Indes: Irgendwie klappte es nie. Stets blieb man in Frankfurt weit  
hinter den Standards der beiden älteren Institutionen zurück und  
mühte sich mit einem aus der Not geborenen Profil.

Lieber flog man nach Miami

Frankfurt sei interessant für Entdecker, hieß es. Mit junger Kunst zu  
erschwinglichen Preisen probte man die Flucht nach vorne. Doch  
während die zwischenzeitlich gegründeten Kunstmessen in Berlin und  
London, die ebenfalls auf zeitgenössische Kunst setzen, quasi aus dem  
Stand erfolgreich waren, konnte man am Main vorwiegend mit lokalen  
und regionalen Kunsthändlern aufwarten, die jenseits von Wiesbaden  
kaum einer kannte.

Als man sich 2005 endlich zum radikalen Schnitt entschloss und mit  
Michael Neff einen Leiter ausrief, der mit Internationalität,  
Qualität und Originalität das Ruder herum reißen wollte, war es  
offenbar längst zu spät. Das Gros der arrivierten Kunsthändler flog  
nach Miami oder an die Themse. Potente Sammler taten es ihnen gleich.

Auch nach Köln fuhr man zu diesem Zeitpunkt allenfalls aus alter  
Gewohnheit. Die "Mutter aller Kunstmessen", wie der bisherige Leiter  
Gérard Goodrow sie gerne nannte, um zu betonen, dass man in Köln über  
jeden Zweifel erhaben sei, hatte längst selbst mit Imageproblemen zu  
kämpfen, und das auch noch in einer Zeit, in der der boomende  
Kunstmarkt gerne mal mit einer allzeit zu platzen drohenden Blase  
verglichen wurde.

Der Markt boomt, doch die dicken Geschäfte werden größtenteils im  
Ausland getätigt. Dabei war Goodrow, vormals beim Auktionshaus  
Christie's für moderne Kunst zuständig, 2003 gleichsam als Retter an  
den Rhein gerufen worden.

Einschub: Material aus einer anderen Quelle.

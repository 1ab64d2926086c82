// Copyright (c) 2025 Erick Bourgeois, firestoned
// SPDX-License-Identifier: MIT

use anyhow::Result;
use clap::{ArgAction, Parser};
use kube::Client;
use primary_labeler::{
    cluster::{ClusterIdentity, ClusterKind},
    config::{ControllerConfig, CredentialEnv, DemotionPolicy, PodIdentity},
    constants::{
        DEFAULT_CACHE_SYNC_TIMEOUT_SECS, DEFAULT_CERT_DIR, DEFAULT_MAX_REQUEUES,
        DEFAULT_MYSQL_ROOT_PASSWORD_ENV, DEFAULT_MYSQL_ROOT_USERNAME_ENV,
        DEFAULT_RESYNC_PERIOD_SECS, DEFAULT_WORKERS, TOKIO_WORKER_THREADS,
    },
    context::{Collaborators, Context},
    controller,
};
use std::path::PathBuf;
use std::sync::Arc;
use std::time::Duration;
use tracing::{debug, info};

/// Labels the primary member of a `MySQL` Group Replication or `MongoDB` replica set.
#[derive(Parser, Debug, Clone)]
#[command(name = "primary-labeler", version, about)]
struct Options {
    /// Database kind: mysql or mongodb
    #[arg(long, env = "DB_KIND")]
    db_kind: ClusterKind,

    /// Name of the database custom resource
    #[arg(long, env = "DB_NAME")]
    db_name: String,

    /// Own pod name; when set only this pod is evaluated
    #[arg(long, env = "POD_NAME")]
    pod_name: Option<String>,

    /// Namespace the controller runs in
    #[arg(long, env = "POD_NAMESPACE", default_value = "default")]
    pod_namespace: String,

    /// Watch only the controller's namespace
    #[arg(long, default_value_t = true, action = ArgAction::Set)]
    restrict_to_operator_namespace: bool,

    /// Pods reconciled concurrently
    #[arg(long, default_value_t = DEFAULT_WORKERS)]
    workers: usize,

    /// Requeues of a failing pod before it is dropped
    #[arg(long, default_value_t = DEFAULT_MAX_REQUEUES)]
    max_requeues: u32,

    /// Seconds between full resyncs of the pod cache (0 disables)
    #[arg(long, default_value_t = DEFAULT_RESYNC_PERIOD_SECS)]
    resync_period: u64,

    /// Seconds allowed for the initial cache synchronization
    #[arg(long, default_value_t = DEFAULT_CACHE_SYNC_TIMEOUT_SECS)]
    cache_sync_timeout: u64,

    /// Environment variable holding the MySQL root username
    #[arg(long, default_value = DEFAULT_MYSQL_ROOT_USERNAME_ENV)]
    mysql_root_username_env: String,

    /// Environment variable holding the MySQL root password
    #[arg(long, default_value = DEFAULT_MYSQL_ROOT_PASSWORD_ENV)]
    mysql_root_password_env: String,

    /// Directory for client certificates
    #[arg(long, default_value = DEFAULT_CERT_DIR)]
    cert_dir: PathBuf,

    /// Treatment of stale primary labels: relabel or remove
    #[arg(long, default_value = "relabel")]
    demotion: DemotionPolicy,
}

impl Options {
    fn into_config(self) -> ControllerConfig {
        let mut config = ControllerConfig::new(
            ClusterIdentity::new(self.db_kind, self.db_name),
            self.pod_namespace.clone(),
        );
        config.self_pod = self
            .pod_name
            .map(|name| PodIdentity::new(self.pod_namespace, name));
        config.restrict_to_operator_namespace = self.restrict_to_operator_namespace;
        config.workers = self.workers;
        config.max_requeues = self.max_requeues;
        config.resync_period = Duration::from_secs(self.resync_period);
        config.cache_sync_timeout = Duration::from_secs(self.cache_sync_timeout);
        config.credential_env = CredentialEnv {
            username: self.mysql_root_username_env,
            password: self.mysql_root_password_env,
        };
        config.cert_dir = self.cert_dir;
        config.demotion = self.demotion;
        config
    }
}

fn main() -> Result<()> {
    let options = Options::parse();

    // Build Tokio runtime with custom thread names
    let runtime = tokio::runtime::Builder::new_multi_thread()
        .worker_threads(TOKIO_WORKER_THREADS)
        .thread_name("primary-labeler")
        .enable_all()
        .build()?;

    runtime.block_on(async_main(options.into_config()))
}

fn init_tracing() {
    // Respects RUST_LOG, defaults to INFO; RUST_LOG_FORMAT=json switches to JSON output
    let env_filter = tracing_subscriber::EnvFilter::try_from_default_env()
        .unwrap_or_else(|_| tracing_subscriber::EnvFilter::new("info"));

    let log_format = std::env::var("RUST_LOG_FORMAT").unwrap_or_else(|_| "text".to_string());

    match log_format.to_lowercase().as_str() {
        "json" => {
            tracing_subscriber::fmt()
                .with_env_filter(env_filter)
                .with_file(true)
                .with_line_number(true)
                .with_thread_names(true)
                .with_target(false)
                .json()
                .init();
        }
        _ => {
            tracing_subscriber::fmt()
                .with_env_filter(env_filter)
                .with_file(true)
                .with_line_number(true)
                .with_thread_names(true)
                .with_target(false)
                .with_ansi(true)
                .compact()
                .init();
        }
    }
}

async fn async_main(config: ControllerConfig) -> Result<()> {
    init_tracing();

    info!(
        cluster_kind = %config.kind(),
        cluster = %config.cluster.name,
        namespace = %config.operator_namespace,
        self_pod = ?config.self_pod.as_ref().map(PodIdentity::key),
        all_namespaces = !config.restrict_to_operator_namespace,
        workers = config.workers,
        "Starting primary labeler"
    );

    debug!("Initializing Kubernetes client");
    let client = Client::try_default().await?;

    let context = Context::new(config, &Collaborators::from_client(client.clone()));

    controller::run(client, Arc::new(context)).await?;

    info!("Primary labeler stopped");
    Ok(())
}
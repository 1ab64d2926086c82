// Copyright (c) 2025 Erick Bourgeois, firestoned
// SPDX-License-Identifier: MIT

//! Orchestration API access used by the detectors and the label updater.
//!
//! The controller talks to the API server through three narrow traits so that
//! detection and labelling can be exercised against in-memory fakes. [`KubeApi`]
//! implements all of them on top of a [`kube::Client`].

use crate::constants::FIELD_MANAGER;
use crate::crd::{MongoDB, MySQL};
use async_trait::async_trait;
use k8s_openapi::api::core::v1::{Pod, Secret};
use kube::api::{ListParams, Patch, PatchParams};
use kube::{Api, Client};
use serde_json::{json, Map, Value};
use std::collections::BTreeMap;
use tracing::debug;

/// Pod reads and label patches.
#[async_trait]
pub trait PodClient: Send + Sync {
    /// Apply a JSON merge patch to a pod's labels.
    ///
    /// A `None` value removes the label. When `resource_version` is set the API
    /// server rejects the patch with a conflict if the pod changed in between.
    async fn patch_labels(
        &self,
        namespace: &str,
        name: &str,
        resource_version: Option<&str>,
        labels: &BTreeMap<String, Option<String>>,
    ) -> Result<(), kube::Error>;

    /// List pods in `namespace` matching an equality-based label selector.
    async fn list_pods(&self, namespace: &str, selector: &str) -> Result<Vec<Pod>, kube::Error>;
}

/// Reads of the database custom resources.
#[async_trait]
pub trait ClusterSpecSource: Send + Sync {
    async fn mysql(&self, namespace: &str, name: &str) -> Result<MySQL, kube::Error>;

    async fn mongodb(&self, namespace: &str, name: &str) -> Result<MongoDB, kube::Error>;
}

/// Reads of secret material.
#[async_trait]
pub trait SecretSource: Send + Sync {
    /// Decoded data of a secret; a secret without data yields an empty map.
    async fn secret_data(
        &self,
        namespace: &str,
        name: &str,
    ) -> Result<BTreeMap<String, Vec<u8>>, kube::Error>;
}

/// Build the merge patch body for a label change.
#[must_use]
pub fn label_patch(
    resource_version: Option<&str>,
    labels: &BTreeMap<String, Option<String>>,
) -> Value {
    let labels: Map<String, Value> = labels
        .iter()
        .map(|(k, v)| (k.clone(), v.clone().map_or(Value::Null, Value::String)))
        .collect();

    let mut metadata = Map::new();
    metadata.insert("labels".to_string(), Value::Object(labels));
    if let Some(rv) = resource_version {
        metadata.insert("resourceVersion".to_string(), json!(rv));
    }

    json!({ "metadata": metadata })
}

/// [`kube::Client`] backed implementation of the API traits.
#[derive(Clone)]
pub struct KubeApi {
    client: Client,
}

impl KubeApi {
    #[must_use]
    pub fn new(client: Client) -> Self {
        Self { client }
    }
}

#[async_trait]
impl PodClient for KubeApi {
    async fn patch_labels(
        &self,
        namespace: &str,
        name: &str,
        resource_version: Option<&str>,
        labels: &BTreeMap<String, Option<String>>,
    ) -> Result<(), kube::Error> {
        let api: Api<Pod> = Api::namespaced(self.client.clone(), namespace);
        let patch = label_patch(resource_version, labels);
        debug!(namespace = %namespace, pod = %name, patch = %patch, "Patching pod labels");
        api.patch(name, &PatchParams::apply(FIELD_MANAGER), &Patch::Merge(&patch))
            .await?;
        Ok(())
    }

    async fn list_pods(&self, namespace: &str, selector: &str) -> Result<Vec<Pod>, kube::Error> {
        let api: Api<Pod> = Api::namespaced(self.client.clone(), namespace);
        let pods = api.list(&ListParams::default().labels(selector)).await?;
        Ok(pods.items)
    }
}

#[async_trait]
impl ClusterSpecSource for KubeApi {
    async fn mysql(&self, namespace: &str, name: &str) -> Result<MySQL, kube::Error> {
        Api::<MySQL>::namespaced(self.client.clone(), namespace)
            .get(name)
            .await
    }

    async fn mongodb(&self, namespace: &str, name: &str) -> Result<MongoDB, kube::Error> {
        Api::<MongoDB>::namespaced(self.client.clone(), namespace)
            .get(name)
            .await
    }
}

#[async_trait]
impl SecretSource for KubeApi {
    async fn secret_data(
        &self,
        namespace: &str,
        name: &str,
    ) -> Result<BTreeMap<String, Vec<u8>>, kube::Error> {
        let secret = Api::<Secret>::namespaced(self.client.clone(), namespace)
            .get(name)
            .await?;
        Ok(secret
            .data
            .unwrap_or_default()
            .into_iter()
            .map(|(k, v)| (k, v.0))
            .collect())
    }
}

#[cfg(test)]
#[path = "kube_api_tests.rs"]
mod kube_api_tests;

Bis dato hatte die Kunstmesse nur einen  
Abteilungsleiter im Rahmen der Köln-Messe gehabt, Zwistigkeiten um  
die Zulassung und Anmelderegularien waren an der Tagesordnung. Der  
Amerikaner reduzierte die Teilnehmerzahl und verlegte den  
angestammten Termin vom Herbst auf das Frühjahr, um der Konkurrenz in  
London und Berlin auszuweichen. Das gewünschte Resultat konnte  
Goodrow freilich nicht liefern.

Köln war schlecht beleuchtet

Als im vergangenen Jahr mit der "Duesseldorf Contemporary" eine  
ambitioniert auftretende Konkurrenzmesse in nächster Nähe gegründet  
wurde und wichtige Düsseldorfer (und andere) Galerien für sich  
vereinnahmte, verschärfte sich die Lage noch. Anders als die Art  
Cologne konnte die DC mit Glamour, Prominenten und einer attraktiven  
Halle aufwarten, während die Kölner Veranstaltung von Langeweile und  
schlechter Beleuchtung geprägt war. Auch die "Art Cologne Palma de  
Mallorca", die Goodrow nach dem Vorbild der "Art Basel Miami Beach"  
erfunden hatte und die im Herbst 2007 Premiere hatte, konnte  
letztlich mehr Kritik als Besucher verbuchen.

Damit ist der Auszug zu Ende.